Institute for Prostate and Urologic Cancers

Chemotherapy for Prostate Cancer

Chemotherapy is a way of treating cancer with medications. Because medications flow through the bloodstream to all parts of the body, chemotherapy is a way of extending treatment beyond the area where the tumors were first found. It also raises the chances of destroying cancer cells when they have moved into other body parts.

Because cancer cells usually multiply very quickly, chemotherapy medications are aimed at killing fast growing cells. There are many types of cells in your body that grow fast besides cancer cells, such as hair cells. When chemotherapy is used, all the fast growing cells in your body die for a while, along with the cancer cells.

At present, chemotherapy in prostate cancer patients is not used to cure the disease. It is used to extend life and limit the symptoms of cancer growth to make patients feel more comfortable. Prostate cancer cells usually grow more quickly than an average healthy cell, but slower than most other cancer cells. Because of this slower speed, many chemotherapy medications did not affect prostate cancer growth in the past. However, there are several new chemotherapies now available which are able to extend life and limit symptoms much more effectively than before.
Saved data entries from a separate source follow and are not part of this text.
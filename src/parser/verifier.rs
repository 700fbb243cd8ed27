use std::collections::HashSet;

use super::CompileErrorType::UndefinedNonterminal;
use super::{Alternative, CompileError, CompileErrors, FileResult, Location, Rule};
use crate::grammar::Symbol::Nonterminal;

fn get_alternative_undefined_symbols(alternative: &Alternative, location: &Location, defined: &HashSet<&str>) -> CompileErrors {
    alternative
        .iter()
        .filter_map(|symbol| match symbol {
            Nonterminal(symbol) => Some(symbol),
            _ => None,
        })
        .filter(|symbol| !defined.contains(symbol.as_str()))
        .map(|symbol_text| CompileError::at(location.to_owned(), UndefinedNonterminal(symbol_text.to_owned())))
        .collect()
}

// Undefined nonterminals across all rules, in line order
fn get_undefined_symbols(rules: &[Rule]) -> CompileErrors {
    let defined: HashSet<&str> = rules.iter().map(|rule| rule.symbol.as_str()).collect();

    rules
        .iter()
        .flat_map(|rule| {
            rule.rewrite
                .iter()
                .flat_map(|alternative| get_alternative_undefined_symbols(alternative, &rule.location, &defined))
                .collect::<CompileErrors>()
        })
        .collect()
}

pub(super) fn verify_rules(rules: &[Rule]) -> FileResult<()> {
    let errors = get_undefined_symbols(rules);

    if errors.is_empty() {
        Ok(())
    } else {
        Err(errors)
    }
}
mod cli;

use std::path::Path;
use std::process;

use clap::Parser;
use serde_json::json;
use thiserror::Error;
use tracing::info;
use tracing_subscriber::EnvFilter;

use cli::{Cli, Command, ParserChoice, TreeFormat};
use grammatica::error_handling::paint;
use grammatica::grammar::DocumentError;
use grammatica::parser::LoadError;
use grammatica::recognizer::{cyk, linear};
use grammatica::{generate, load_grammar, normalize, recognize, FormatError, Grammar, GrammarKind, Recognition, Sampler};

#[derive(Debug, Error)]
enum Failure {
    #[error(transparent)]
    Load(#[from] LoadError),
    #[error(transparent)]
    Document(#[from] DocumentError),
    #[error(transparent)]
    Format(#[from] FormatError),
    #[error("grammar is not valid")]
    Invalid,
}

fn report(failure: &Failure) {
    match failure {
        Failure::Load(LoadError::Notation(errors)) => {
            for error in errors {
                eprintln!("{}", paint(error));
            }
        }
        other => eprintln!("\x1b[31;49;1merror:\x1b[39;49;1m {}\x1b[0m", other),
    }
}

fn write_document(grammar: &Grammar, output: Option<&Path>) -> Result<(), Failure> {
    match output {
        Some(path) => {
            grammar.save(path)?;
            info!(path = %path.display(), "wrote grammar document");
        }
        None => println!("{}", grammar.to_json_string()?),
    }
    Ok(())
}

fn validate(grammar: &Grammar) -> Result<(), Failure> {
    println!("{grammar}");
    println!();

    let diagnostics = grammar.diagnostics();
    for diagnostic in &diagnostics {
        println!("invalid: {diagnostic}");
    }
    if !diagnostics.is_empty() {
        return Err(Failure::Invalid);
    }

    println!("valid {} grammar", grammar.kind);
    println!("chomsky normal form: {}", if grammar.is_cnf() { "yes" } else { "no" });
    if grammar.kind == GrammarKind::Regular {
        println!("direction: {:?}", linear::detect_direction(grammar));
    }
    Ok(())
}

fn print_recognition(recognition: &Recognition, format: TreeFormat) -> Result<(), Failure> {
    let tree = recognition.tree();

    if format == TreeFormat::Json {
        let steps = match recognition {
            Recognition::Linear(parse) => Some(&parse.steps),
            Recognition::Cyk(_) => None,
        };
        let report = json!({
            "accepted": recognition.accepted(),
            "tree": tree,
            "steps": steps,
        });
        println!("{}", serde_json::to_string_pretty(&report).map_err(DocumentError::from)?);
        return Ok(());
    }

    println!("{}", if recognition.accepted() { "accepted" } else { "rejected" });
    if let Recognition::Linear(parse) = recognition {
        for step in &parse.steps {
            println!("  {step}");
        }
    }
    if let Some(tree) = tree {
        match format {
            TreeFormat::Text => print!("{}", tree.to_text()),
            _ => print!("{}", tree.to_boxed()),
        }
    }
    Ok(())
}

fn run(cli: Cli) -> Result<(), Failure> {
    let mut grammar = load_grammar(&cli.file, cli.kind)?;
    if let Some(start) = &cli.start {
        grammar = grammar.with_start(start.as_str());
    }

    match cli.command {
        Command::Validate => validate(&grammar)?,
        Command::Parse { tokens, parser, chars, format } => {
            let tokens = Cli::split_tokens(&tokens, chars);
            let recognition = match parser {
                ParserChoice::Auto => recognize(&grammar, &tokens)?,
                ParserChoice::Cyk => Recognition::Cyk(cyk::parse(&grammar, &tokens)?),
                ParserChoice::Linear => Recognition::Linear(linear::parse(&grammar, &tokens)),
            };
            print_recognition(&recognition, format)?;
        }
        Command::Generate { limit, max_depth } => {
            for string in generate(&grammar, limit, max_depth) {
                println!("{string}");
            }
        }
        Command::Sample { amount, max_depth, seed } => {
            for string in Sampler::new(seed).sample_many(&grammar, amount, max_depth) {
                println!("{string}");
            }
        }
        Command::Normalize { output } => write_document(&normalize(&grammar)?, output.as_deref())?,
        Command::Convert { output } => write_document(&grammar, output.as_deref())?,
    }
    Ok(())
}

fn main() {
    tracing_subscriber::fmt()
        .with_env_filter(EnvFilter::try_from_default_env().unwrap_or_else(|_| EnvFilter::new("warn")))
        .with_writer(std::io::stderr)
        .init();

    let cli = Cli::parse();
    if let Err(failure) = run(cli) {
        report(&failure);
        process::exit(1);
    }
}
impl<'a> Walk<'a> {
    fn new(grammar: &'a Grammar, tokens: &'a [&'a str], direction: Direction) -> Self {
        let mut rules: HashMap<&str, Vec<&Production>> = HashMap::new();
        for production in &grammar.productions {
            rules.entry(production.left.as_str()).or_default().push(production);
        }
        Walk {
            grammar,
            tokens,
            direction,
            rules,
            path: Vec::new(),
            deepest: (0, Vec::new()),
            failed: HashSet::new(),
            tried_starts: HashMap::new(),
        }
    }

    fn production(&self, state: &str, index: usize) -> Option<&'a Production> {
        self.rules.get(state)?.get(index).copied()
    }

    fn epsilon_of(&self, state: &str) -> Option<&'a Production> {
        self.rules.get(state)?.iter().copied().find(|p| p.is_epsilon())
    }

    // Right-linear walks read left to right, left-linear ones right to left
    fn token(&self, consumed: usize) -> &'a str {
        match self.direction {
            Direction::Left => self.tokens[self.tokens.len() - 1 - consumed],
            _ => self.tokens[consumed],
        }
    }

    // (terminal, next state) of a binary production in the walk's direction
    fn step_shape(&self, production: &'a Production) -> Option<(&'a str, &'a str)> {
        let (terminal, next) = match (self.direction, production.right.as_slice()) {
            (Direction::Left, [next, terminal]) => (terminal.as_str(), next.as_str()),
            (Direction::Right, [terminal, next]) => (terminal.as_str(), next.as_str()),
            _ => return None,
        };
        (self.grammar.is_terminal(terminal) && self.grammar.is_nonterminal(next)).then_some((terminal, next))
    }

    fn unit_target(&self, production: &'a Production) -> Option<&'a str> {
        match production.right.as_slice() {
            [next] if self.grammar.is_nonterminal(next) => Some(next.as_str()),
            _ => None,
        }
    }

    fn remember_deepest(&mut self, consumed: usize) {
        if (consumed, self.path.len()) > (self.deepest.0, self.deepest.1.len()) {
            self.deepest = (consumed, self.path.clone());
        }
    }

    // Leading unit chain, at most MAX_UNIT_STEPS hops, then the tokens
    fn start(&mut self, state: &'a str, hops: usize, chain: &mut Vec<&'a str>) -> bool {
        if self.tried_starts.get(state).is_some_and(|&tried| tried <= hops) {
            return false;
        }
        self.tried_starts.insert(state, hops);

        let mut index = 0;
        while let Some(production) = self.production(state, index) {
            index += 1;
            let Some(next) = self.unit_target(production) else {
                continue;
            };
            if hops == MAX_UNIT_STEPS {
                warn!(state, "unit production chain exceeded {} steps", MAX_UNIT_STEPS);
                break;
            }
            if chain.contains(&next) {
                continue;
            }
            self.path.push(DerivationStep::apply(state, production));
            chain.push(next);
            if self.start(next, hops + 1, chain) {
                return true;
            }
            chain.pop();
            self.path.pop();
        }

        self.consume(state)
    }

    fn arrive(&mut self, state: &'a str, consumed: usize) -> Arrival {
        if consumed == self.tokens.len() {
            return if self.finish(state) { Arrival::Accepted } else { Arrival::Dead };
        }
        if !self.failed.insert((state, consumed)) {
            return Arrival::Dead;
        }
        Arrival::Open
    }

    // Depth-first over token steps with an explicit stack, one frame per
    // consumed token
    fn consume(&mut self, from: &'a str) -> bool {
        let mut stack = match self.arrive(from, 0) {
            Arrival::Accepted => return true,
            Arrival::Dead => return false,
            Arrival::Open => vec![Frame { state: from, consumed: 0, next: 0 }],
        };

        while let Some(frame) = stack.last_mut() {
            let Frame { state, consumed, next } = *frame;
            frame.next += 1;

            let Some(production) = self.production(state, next) else {
                self.remember_deepest(consumed);
                stack.pop();
                if !stack.is_empty() {
                    self.path.pop();
                }
                continue;
            };
            let token = self.token(consumed);

            if let [terminal] = production.right.as_slice() {
                // A → a only ends a walk
                if consumed + 1 == self.tokens.len() && terminal == token && self.grammar.is_terminal(terminal) {
                    self.path.push(DerivationStep::apply(state, production));
                    return true;
                }
                continue;
            }
            let Some((terminal, next_state)) = self.step_shape(production) else {
                continue;
            };
            if terminal != token {
                continue;
            }

            self.path.push(DerivationStep::apply(state, production));
            match self.arrive(next_state, consumed + 1) {
                Arrival::Accepted => return true,
                Arrival::Dead => {
                    self.path.pop();
                }
                Arrival::Open => stack.push(Frame {
                    state: next_state,
                    consumed: consumed + 1,
                    next: 0,
                }),
            }
        }
        false
    }

    // All tokens read: the state must vanish directly or after one unit hop
    fn finish(&mut self, state: &'a str) -> bool {
        if let Some(vanish) = self.epsilon_of(state) {
            self.path.push(DerivationStep::apply(state, vanish));
            return true;
        }

        let mut index = 0;
        while let Some(production) = self.production(state, index) {
            index += 1;
            let Some(next) = self.unit_target(production) else {
                continue;
            };
            if let Some(vanish) = self.epsilon_of(next) {
                self.path.push(DerivationStep::apply(state, production));
                self.path.push(DerivationStep::apply(next, vanish));
                return true;
            }
        }

        self.remember_deepest(self.tokens.len());
        false
    }
}
/*!
 * # scrollcast - animated text timelines
 *
 * A Rust library that turns plain text into timed animation data, writes it
 * as an ASS subtitle document and replays the same timing in real time.
 *
 * ## Features
 *
 * - Split text into paragraphs, lines, words or characters
 * - Time every unit under one of several animation styles:
 *   - Typewriter fade and typewriter pop (per-character reveal)
 *   - Railway scroll (fade in, hold, fade out)
 *   - Simple role, revolver up and horizontal ticker (continuous passthrough)
 * - Emit ASS (v4.00+) documents with per-style animation tags
 * - Replay timelines through a single-clock scheduler
 * - Configurable per-style timing presets with overrides
 *
 * ## Architecture
 *
 * The library is organized in these main modules:
 * - `text`: Document model and plain-text segmentation
 * - `timing`: Duration strategies and timeline construction:
 *   - `timing::config`: Duration knobs, presets and defaults
 *   - `timing::strategy`: Per-style duration algorithms
 *   - `timing::timeline`: Sequencing units on one clock
 * - `styles`: Named animation styles
 * - `subtitle`: ASS writing, reading and inspection
 * - `playback`: Clock, renderer contract and playback scheduler
 * - `app_config`: Configuration management
 * - `app_controller`: Main application controller
 * - `file_utils`: File system operations
 * - `errors`: Custom error types for the application
 *
 * ## License
 *
 * This project is licensed under the MIT License
 */

// Global lints configuration
// These lints will be allowed but not auto-fixed
#![allow(clippy::uninlined_format_args)]
#![allow(clippy::redundant_closure_for_method_calls)]

// Public modules
pub mod app_config;
pub mod app_controller;
pub mod errors;
pub mod file_utils;
pub mod playback;
pub mod styles;
pub mod subtitle;
pub mod text;
pub mod timing;

// Re-export main types for easier usage
pub use app_config::Config;
pub use app_controller::Controller;
pub use errors::{AppError, PlaybackError, SubtitleError, TimingError};
pub use playback::{PlaybackEvent, Renderer, Scheduler};
pub use styles::AnimationStyle;
pub use subtitle::{format_timestamp, serialize, AssSerializer};
pub use text::{Document, Granularity, TextUnit};
pub use timing::{DurationConfig, DurationStrategy, Timeline, TimingEntry};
The side effects of prostate cancer chemotherapy are usually milder than those of other cancers, and the effects are typically not permanent. Many people experience some hair loss, and nausea or vomiting. Your doctor will monitor your white blood cell count to make sure it does not go too low. You may also experience fatigue, constipation, diarrhea, and/or loss of appetite. Patients on chemotherapy must be careful to not be around people with contagious diseases like colds or flu, because the immune system is suppressed during chemotherapy. It is important to tell your doctor and nursing staff if you are having side effects. Many side effects can be managed well with medications or complementary therapies. Other side effects help your doctor to know how your body is handling the chemotherapy.